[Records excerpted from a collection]

—————

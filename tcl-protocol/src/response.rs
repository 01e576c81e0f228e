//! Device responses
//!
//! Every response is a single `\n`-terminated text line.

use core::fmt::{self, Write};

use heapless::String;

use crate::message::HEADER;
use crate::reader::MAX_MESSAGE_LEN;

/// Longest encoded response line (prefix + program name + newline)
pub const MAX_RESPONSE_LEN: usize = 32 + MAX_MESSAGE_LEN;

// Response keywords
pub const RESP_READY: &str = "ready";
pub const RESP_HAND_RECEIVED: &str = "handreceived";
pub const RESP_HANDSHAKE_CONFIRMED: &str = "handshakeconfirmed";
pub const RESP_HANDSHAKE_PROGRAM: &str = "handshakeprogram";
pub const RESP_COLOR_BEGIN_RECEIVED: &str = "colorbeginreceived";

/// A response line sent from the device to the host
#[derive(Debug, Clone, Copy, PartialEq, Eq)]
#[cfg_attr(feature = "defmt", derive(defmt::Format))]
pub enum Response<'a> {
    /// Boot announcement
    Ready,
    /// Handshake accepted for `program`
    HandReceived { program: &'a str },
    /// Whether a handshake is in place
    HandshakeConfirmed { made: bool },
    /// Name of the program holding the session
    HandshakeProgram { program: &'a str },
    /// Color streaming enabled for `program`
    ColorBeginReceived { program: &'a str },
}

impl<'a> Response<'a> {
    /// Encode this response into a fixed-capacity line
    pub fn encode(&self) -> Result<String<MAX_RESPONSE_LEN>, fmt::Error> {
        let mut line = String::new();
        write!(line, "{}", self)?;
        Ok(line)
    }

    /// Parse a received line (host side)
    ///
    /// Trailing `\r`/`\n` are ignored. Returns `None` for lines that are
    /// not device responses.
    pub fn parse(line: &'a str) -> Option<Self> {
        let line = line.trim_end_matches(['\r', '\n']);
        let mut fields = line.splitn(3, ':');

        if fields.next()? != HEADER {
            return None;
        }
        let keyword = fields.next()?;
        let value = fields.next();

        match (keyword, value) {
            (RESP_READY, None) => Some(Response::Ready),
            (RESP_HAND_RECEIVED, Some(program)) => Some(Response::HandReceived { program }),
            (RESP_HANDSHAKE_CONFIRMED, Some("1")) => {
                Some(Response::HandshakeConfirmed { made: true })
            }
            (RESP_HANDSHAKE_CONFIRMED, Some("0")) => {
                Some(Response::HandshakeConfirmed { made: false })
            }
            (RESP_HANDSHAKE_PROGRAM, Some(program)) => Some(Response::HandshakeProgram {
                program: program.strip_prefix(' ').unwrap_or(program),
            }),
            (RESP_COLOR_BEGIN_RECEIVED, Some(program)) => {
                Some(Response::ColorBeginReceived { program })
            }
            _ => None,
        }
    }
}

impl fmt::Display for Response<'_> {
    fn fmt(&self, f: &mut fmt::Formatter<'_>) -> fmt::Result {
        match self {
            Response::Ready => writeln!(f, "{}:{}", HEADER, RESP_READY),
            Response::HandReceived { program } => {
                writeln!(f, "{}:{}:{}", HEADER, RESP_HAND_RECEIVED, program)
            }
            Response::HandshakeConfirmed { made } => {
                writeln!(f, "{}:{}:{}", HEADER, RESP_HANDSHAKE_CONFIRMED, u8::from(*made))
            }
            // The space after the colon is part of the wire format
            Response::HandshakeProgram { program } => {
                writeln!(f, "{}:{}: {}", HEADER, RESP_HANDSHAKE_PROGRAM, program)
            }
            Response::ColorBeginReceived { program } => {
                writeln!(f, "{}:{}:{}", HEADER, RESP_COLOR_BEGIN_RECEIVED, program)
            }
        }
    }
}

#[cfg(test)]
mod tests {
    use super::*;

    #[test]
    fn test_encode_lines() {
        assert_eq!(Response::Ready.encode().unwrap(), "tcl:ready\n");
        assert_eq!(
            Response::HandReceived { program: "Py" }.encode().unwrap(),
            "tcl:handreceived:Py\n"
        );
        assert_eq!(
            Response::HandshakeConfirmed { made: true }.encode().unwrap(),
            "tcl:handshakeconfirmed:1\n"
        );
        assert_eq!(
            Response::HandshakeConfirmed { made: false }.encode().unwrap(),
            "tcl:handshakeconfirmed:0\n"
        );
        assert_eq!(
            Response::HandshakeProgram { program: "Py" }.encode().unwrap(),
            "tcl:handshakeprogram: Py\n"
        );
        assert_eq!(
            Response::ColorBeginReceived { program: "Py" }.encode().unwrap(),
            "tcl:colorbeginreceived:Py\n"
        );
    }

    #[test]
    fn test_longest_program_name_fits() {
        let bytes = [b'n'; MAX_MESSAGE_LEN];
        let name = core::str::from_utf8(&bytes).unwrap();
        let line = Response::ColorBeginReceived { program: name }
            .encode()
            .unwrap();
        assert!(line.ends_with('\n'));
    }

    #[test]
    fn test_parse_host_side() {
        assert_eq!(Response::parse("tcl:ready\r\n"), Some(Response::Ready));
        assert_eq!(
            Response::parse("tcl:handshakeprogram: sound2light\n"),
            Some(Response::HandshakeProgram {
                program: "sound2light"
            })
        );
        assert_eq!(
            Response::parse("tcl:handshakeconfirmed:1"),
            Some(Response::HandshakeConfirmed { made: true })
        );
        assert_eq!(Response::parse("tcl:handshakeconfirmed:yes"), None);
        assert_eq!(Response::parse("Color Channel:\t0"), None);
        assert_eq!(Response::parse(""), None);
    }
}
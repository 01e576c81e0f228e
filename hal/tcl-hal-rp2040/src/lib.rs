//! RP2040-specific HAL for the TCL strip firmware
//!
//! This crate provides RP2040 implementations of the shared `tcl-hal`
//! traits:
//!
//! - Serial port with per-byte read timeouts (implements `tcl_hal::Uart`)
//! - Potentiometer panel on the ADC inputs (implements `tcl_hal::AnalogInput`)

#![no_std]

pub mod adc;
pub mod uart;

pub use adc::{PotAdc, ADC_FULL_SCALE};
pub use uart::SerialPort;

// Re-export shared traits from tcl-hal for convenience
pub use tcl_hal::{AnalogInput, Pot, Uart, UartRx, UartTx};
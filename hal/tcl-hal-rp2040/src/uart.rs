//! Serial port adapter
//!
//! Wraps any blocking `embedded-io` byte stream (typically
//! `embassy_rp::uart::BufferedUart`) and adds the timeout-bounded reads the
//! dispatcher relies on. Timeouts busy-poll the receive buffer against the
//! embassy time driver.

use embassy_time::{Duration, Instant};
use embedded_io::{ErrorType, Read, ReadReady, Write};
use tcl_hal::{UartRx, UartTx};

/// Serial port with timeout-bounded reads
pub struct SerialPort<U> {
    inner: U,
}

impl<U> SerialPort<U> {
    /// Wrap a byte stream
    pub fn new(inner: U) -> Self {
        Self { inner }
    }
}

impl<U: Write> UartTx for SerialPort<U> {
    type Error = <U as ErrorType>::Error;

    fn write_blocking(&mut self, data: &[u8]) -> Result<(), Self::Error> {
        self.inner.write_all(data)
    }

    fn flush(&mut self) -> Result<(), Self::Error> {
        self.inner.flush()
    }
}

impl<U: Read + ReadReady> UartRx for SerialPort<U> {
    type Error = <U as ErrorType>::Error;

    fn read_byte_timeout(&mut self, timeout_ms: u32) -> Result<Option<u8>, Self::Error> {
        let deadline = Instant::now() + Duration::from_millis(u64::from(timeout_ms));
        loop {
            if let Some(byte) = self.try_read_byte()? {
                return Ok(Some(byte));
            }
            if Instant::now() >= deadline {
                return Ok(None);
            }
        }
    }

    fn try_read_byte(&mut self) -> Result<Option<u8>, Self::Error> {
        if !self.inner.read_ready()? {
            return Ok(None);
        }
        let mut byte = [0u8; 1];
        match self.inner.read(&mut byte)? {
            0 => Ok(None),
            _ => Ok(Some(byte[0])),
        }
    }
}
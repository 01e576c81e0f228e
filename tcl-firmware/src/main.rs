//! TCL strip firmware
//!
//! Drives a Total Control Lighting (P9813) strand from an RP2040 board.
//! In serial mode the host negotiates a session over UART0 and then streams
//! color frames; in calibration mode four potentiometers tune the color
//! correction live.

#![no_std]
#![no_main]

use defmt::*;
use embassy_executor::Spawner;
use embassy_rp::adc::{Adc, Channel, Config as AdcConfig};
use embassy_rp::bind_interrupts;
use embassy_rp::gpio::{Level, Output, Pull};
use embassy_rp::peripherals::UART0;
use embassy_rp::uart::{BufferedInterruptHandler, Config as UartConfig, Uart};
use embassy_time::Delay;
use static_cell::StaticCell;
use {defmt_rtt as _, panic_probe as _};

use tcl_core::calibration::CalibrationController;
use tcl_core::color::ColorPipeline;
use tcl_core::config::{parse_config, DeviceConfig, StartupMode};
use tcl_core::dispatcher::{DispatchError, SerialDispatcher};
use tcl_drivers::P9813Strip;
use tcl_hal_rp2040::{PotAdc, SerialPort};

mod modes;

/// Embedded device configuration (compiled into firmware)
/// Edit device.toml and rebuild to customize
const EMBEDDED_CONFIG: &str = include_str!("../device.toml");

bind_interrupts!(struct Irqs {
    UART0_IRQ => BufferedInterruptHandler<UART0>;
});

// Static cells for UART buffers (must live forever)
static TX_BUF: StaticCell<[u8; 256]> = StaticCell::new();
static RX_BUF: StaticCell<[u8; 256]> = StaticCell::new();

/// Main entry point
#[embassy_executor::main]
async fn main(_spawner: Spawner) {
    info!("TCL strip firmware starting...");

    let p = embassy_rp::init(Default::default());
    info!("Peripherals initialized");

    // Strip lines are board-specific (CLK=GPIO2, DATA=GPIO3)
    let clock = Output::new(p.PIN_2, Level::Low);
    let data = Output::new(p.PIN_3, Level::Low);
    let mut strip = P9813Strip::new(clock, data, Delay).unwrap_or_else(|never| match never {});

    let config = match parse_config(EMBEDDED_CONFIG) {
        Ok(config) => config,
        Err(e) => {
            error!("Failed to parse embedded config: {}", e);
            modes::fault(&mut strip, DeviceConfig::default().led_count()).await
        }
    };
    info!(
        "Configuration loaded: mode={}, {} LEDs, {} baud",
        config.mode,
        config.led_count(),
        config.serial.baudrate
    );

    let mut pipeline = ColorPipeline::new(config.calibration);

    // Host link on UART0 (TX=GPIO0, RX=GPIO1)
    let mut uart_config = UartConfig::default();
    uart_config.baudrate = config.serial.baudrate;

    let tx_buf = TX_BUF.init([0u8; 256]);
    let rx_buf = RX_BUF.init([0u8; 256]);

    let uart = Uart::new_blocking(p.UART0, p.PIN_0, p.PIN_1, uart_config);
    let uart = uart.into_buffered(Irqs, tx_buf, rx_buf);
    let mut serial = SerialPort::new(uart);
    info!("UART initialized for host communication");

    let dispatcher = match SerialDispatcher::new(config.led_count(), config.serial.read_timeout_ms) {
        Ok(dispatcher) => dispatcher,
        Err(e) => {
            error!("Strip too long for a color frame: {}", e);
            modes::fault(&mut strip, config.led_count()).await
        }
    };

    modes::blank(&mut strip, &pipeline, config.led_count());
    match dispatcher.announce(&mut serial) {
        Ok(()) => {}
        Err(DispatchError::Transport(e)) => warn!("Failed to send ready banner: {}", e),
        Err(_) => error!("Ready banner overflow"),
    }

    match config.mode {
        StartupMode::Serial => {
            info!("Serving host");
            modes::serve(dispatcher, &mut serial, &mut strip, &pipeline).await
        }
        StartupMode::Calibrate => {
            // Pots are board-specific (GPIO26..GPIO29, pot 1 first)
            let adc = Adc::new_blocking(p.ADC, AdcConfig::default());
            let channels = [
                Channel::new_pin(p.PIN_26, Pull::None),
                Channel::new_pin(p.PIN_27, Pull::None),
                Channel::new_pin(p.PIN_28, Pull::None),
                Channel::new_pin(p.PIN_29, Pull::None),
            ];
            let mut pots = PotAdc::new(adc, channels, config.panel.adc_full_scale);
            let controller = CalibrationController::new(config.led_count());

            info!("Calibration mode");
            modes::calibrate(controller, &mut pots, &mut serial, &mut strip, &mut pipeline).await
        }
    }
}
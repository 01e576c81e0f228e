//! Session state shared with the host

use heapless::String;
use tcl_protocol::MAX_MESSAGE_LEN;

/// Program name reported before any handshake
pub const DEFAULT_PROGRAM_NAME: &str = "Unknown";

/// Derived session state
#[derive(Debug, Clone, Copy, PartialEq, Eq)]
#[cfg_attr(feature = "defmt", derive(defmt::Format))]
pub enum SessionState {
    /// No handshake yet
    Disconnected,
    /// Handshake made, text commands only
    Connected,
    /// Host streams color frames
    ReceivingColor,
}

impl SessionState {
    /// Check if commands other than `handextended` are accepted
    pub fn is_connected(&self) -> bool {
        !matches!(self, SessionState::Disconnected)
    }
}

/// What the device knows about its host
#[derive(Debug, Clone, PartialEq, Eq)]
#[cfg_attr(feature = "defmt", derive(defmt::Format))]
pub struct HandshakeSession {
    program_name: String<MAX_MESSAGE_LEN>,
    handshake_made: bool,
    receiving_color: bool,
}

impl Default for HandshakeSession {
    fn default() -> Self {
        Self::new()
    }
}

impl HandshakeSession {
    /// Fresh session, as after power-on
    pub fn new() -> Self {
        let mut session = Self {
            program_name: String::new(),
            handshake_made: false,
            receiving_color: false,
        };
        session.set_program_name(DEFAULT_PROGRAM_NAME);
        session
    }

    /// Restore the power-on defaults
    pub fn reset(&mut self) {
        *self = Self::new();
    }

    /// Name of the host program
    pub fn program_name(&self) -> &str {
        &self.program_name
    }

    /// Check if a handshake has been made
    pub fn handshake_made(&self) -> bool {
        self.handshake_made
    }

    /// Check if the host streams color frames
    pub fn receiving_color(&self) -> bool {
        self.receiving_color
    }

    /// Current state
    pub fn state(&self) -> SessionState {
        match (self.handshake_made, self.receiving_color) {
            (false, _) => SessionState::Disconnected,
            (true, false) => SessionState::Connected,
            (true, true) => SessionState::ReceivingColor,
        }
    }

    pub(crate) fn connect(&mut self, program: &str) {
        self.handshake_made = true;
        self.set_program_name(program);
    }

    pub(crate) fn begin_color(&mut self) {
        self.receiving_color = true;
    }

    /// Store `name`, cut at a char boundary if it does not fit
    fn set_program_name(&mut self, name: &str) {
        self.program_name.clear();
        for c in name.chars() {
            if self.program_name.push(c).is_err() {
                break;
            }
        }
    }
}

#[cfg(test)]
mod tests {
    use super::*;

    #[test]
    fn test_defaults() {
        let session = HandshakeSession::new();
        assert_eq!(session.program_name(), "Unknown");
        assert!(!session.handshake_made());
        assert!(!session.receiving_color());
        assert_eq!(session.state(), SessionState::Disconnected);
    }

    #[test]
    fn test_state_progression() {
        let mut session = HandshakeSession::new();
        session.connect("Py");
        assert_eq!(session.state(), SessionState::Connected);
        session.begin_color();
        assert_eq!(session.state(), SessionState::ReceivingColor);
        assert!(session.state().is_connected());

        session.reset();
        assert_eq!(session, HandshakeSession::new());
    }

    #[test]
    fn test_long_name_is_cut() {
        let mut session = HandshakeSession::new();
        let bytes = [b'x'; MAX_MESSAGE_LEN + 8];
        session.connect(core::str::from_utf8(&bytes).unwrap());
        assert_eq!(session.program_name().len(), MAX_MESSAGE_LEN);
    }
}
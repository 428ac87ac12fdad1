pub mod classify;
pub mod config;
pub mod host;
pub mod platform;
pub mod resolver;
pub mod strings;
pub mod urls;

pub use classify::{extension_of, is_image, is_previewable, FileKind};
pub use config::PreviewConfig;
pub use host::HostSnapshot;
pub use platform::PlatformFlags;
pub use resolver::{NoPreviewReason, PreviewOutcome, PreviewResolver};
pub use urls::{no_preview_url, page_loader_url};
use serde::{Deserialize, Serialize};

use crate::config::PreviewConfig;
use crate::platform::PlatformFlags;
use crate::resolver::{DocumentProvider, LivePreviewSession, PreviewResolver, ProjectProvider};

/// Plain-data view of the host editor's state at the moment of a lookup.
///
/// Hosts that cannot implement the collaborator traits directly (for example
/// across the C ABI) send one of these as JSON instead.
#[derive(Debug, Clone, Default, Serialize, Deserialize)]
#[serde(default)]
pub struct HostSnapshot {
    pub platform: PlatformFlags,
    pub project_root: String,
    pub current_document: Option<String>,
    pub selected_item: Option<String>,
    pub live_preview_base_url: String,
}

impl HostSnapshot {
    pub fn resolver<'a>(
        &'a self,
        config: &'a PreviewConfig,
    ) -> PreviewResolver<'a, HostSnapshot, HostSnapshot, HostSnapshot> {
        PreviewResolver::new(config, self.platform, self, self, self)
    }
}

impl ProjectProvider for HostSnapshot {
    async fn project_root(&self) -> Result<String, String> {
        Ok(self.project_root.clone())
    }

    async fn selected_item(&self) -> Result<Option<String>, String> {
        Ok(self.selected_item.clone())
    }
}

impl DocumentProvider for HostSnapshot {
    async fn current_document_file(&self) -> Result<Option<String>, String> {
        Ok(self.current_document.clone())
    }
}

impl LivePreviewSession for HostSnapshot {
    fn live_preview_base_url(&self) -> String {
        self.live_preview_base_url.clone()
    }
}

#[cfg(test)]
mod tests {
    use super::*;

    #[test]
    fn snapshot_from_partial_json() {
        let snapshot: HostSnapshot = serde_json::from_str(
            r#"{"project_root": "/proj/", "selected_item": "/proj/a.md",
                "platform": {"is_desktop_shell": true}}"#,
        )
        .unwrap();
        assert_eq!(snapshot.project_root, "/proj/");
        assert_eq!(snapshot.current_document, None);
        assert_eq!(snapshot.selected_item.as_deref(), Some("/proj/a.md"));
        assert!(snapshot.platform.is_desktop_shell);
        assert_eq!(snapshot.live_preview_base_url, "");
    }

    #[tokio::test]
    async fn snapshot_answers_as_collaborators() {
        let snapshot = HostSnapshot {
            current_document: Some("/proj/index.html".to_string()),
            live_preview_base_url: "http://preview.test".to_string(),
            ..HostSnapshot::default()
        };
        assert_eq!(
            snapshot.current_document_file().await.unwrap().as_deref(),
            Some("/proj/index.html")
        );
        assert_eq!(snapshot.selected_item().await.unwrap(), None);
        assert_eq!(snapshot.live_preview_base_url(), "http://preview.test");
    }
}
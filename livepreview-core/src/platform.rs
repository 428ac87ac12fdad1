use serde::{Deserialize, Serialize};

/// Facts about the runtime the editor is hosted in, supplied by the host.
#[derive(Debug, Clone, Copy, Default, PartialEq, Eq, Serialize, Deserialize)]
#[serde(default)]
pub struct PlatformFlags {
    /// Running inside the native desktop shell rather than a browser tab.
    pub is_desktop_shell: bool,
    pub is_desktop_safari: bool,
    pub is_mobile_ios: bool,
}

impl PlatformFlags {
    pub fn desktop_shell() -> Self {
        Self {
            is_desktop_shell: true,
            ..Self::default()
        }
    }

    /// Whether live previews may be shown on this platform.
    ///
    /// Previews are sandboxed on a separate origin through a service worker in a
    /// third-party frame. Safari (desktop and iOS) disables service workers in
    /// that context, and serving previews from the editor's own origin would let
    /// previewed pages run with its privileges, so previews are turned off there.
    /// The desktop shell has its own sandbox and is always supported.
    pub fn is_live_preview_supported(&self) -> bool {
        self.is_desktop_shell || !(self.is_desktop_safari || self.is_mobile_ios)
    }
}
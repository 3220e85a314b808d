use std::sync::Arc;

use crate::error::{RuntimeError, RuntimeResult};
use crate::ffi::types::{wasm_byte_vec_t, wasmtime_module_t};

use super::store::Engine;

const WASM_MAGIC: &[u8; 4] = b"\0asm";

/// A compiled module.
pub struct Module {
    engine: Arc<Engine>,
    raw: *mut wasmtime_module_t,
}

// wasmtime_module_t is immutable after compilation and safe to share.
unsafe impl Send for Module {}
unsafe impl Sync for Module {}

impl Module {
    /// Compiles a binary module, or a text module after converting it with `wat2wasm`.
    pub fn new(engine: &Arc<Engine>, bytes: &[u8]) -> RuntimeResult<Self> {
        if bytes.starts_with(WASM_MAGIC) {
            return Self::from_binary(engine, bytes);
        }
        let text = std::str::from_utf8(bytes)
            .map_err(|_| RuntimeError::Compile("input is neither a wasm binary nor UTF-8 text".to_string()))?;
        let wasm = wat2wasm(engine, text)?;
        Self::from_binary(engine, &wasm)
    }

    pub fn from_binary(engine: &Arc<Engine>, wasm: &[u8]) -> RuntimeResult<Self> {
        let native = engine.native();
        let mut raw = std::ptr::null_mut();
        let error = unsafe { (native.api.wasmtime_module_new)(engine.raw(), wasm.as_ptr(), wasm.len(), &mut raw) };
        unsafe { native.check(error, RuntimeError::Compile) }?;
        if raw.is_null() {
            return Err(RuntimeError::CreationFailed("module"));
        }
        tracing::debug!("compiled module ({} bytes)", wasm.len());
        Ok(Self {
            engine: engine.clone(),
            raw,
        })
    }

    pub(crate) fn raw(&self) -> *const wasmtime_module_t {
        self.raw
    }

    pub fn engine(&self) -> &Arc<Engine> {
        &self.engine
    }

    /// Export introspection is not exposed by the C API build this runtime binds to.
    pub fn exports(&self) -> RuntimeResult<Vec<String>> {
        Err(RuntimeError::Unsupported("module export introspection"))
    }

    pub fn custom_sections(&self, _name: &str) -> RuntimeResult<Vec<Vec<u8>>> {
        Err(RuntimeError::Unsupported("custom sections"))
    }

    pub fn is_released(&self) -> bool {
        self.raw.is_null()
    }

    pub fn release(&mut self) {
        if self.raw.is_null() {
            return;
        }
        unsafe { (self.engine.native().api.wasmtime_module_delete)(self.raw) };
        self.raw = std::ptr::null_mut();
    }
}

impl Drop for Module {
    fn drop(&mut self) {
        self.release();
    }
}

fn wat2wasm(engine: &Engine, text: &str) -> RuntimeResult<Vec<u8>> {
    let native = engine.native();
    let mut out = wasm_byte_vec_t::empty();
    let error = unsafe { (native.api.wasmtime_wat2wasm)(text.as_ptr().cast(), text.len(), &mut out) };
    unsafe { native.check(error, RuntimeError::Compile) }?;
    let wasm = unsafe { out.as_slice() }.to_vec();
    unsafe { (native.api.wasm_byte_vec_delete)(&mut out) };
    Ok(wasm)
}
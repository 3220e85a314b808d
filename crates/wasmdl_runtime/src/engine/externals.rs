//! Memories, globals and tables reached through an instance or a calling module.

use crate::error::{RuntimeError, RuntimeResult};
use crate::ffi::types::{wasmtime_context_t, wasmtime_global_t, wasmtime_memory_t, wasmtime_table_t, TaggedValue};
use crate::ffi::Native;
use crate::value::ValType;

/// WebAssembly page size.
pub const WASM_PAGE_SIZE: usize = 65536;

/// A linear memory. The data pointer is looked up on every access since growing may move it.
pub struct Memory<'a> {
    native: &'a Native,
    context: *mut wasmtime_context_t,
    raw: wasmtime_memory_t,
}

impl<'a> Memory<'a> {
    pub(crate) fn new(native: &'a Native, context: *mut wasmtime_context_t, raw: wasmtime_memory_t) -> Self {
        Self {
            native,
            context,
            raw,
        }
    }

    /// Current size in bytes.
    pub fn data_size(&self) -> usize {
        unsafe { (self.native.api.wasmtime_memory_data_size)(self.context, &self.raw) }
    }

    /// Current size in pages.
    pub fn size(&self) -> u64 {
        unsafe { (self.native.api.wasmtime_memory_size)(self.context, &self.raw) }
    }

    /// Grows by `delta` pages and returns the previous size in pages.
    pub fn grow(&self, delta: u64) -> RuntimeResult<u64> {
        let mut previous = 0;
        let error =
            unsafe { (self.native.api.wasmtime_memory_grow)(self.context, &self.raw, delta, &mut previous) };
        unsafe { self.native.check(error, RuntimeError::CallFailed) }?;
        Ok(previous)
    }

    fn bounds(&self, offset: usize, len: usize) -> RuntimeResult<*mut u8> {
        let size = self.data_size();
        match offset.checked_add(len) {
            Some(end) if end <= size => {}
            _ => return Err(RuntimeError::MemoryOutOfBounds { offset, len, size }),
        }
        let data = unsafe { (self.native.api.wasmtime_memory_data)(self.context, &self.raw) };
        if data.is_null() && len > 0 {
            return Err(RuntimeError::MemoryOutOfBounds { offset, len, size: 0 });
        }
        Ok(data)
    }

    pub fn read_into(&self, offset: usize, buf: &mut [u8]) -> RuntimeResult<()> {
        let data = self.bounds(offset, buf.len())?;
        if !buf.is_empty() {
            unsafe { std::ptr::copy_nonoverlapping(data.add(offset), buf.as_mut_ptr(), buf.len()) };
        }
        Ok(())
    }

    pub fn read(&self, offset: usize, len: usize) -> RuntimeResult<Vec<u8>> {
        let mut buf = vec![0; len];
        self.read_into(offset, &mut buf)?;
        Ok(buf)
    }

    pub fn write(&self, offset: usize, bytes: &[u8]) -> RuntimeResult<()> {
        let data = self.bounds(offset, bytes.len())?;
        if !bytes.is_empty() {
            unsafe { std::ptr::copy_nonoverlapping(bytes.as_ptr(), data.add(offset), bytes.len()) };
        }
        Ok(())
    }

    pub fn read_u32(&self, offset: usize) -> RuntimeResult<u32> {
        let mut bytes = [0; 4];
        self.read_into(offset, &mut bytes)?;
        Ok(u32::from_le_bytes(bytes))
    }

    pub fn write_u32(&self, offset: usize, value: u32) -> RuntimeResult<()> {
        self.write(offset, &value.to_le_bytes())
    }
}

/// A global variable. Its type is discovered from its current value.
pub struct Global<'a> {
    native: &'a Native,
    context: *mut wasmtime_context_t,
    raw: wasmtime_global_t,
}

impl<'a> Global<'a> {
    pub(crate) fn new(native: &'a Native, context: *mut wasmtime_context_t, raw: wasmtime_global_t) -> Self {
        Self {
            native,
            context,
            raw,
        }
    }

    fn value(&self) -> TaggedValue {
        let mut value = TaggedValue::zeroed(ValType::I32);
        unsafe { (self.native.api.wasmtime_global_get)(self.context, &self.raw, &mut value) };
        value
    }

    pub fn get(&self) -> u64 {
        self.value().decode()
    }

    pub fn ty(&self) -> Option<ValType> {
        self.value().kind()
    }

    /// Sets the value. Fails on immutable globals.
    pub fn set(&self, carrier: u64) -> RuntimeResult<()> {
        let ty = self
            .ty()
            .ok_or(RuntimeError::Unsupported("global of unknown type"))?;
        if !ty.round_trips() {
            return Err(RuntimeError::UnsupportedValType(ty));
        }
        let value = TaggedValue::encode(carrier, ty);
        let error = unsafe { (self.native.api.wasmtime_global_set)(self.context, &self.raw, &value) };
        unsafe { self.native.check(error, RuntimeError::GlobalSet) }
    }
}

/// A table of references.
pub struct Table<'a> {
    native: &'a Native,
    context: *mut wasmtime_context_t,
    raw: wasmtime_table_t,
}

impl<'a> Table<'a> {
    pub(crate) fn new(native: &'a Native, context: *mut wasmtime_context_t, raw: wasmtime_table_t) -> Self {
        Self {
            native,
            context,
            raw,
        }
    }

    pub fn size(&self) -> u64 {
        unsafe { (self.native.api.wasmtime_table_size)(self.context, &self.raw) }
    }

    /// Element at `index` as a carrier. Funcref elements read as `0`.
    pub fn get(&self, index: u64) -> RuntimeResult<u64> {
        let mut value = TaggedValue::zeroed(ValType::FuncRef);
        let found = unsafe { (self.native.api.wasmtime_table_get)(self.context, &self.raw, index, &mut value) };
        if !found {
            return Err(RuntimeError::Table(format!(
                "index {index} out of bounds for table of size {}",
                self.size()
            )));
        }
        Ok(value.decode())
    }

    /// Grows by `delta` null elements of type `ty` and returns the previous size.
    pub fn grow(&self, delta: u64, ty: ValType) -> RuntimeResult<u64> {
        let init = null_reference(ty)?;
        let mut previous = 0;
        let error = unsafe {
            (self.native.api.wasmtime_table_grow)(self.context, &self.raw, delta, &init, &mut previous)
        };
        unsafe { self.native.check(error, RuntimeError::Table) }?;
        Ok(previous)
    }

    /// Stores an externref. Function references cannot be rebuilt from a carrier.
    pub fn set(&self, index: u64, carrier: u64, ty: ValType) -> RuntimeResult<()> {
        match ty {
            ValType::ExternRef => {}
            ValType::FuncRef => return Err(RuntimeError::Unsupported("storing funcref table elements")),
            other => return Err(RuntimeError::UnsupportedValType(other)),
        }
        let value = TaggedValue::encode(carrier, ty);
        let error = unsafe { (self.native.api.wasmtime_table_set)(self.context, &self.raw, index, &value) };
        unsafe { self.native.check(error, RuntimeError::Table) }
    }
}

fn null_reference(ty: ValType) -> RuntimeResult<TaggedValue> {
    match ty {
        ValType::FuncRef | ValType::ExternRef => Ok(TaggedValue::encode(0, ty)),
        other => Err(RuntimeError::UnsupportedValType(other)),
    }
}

—————

§ **Problem details**:
The lines to copy are those above that contain the string "AdcConfig".

§ **Output of the exercise**:
use embassy_rp::adc::{Adc, Channel, Config as AdcConfig};
            let adc = Adc::new_blocking(p.ADC, AdcConfig::default());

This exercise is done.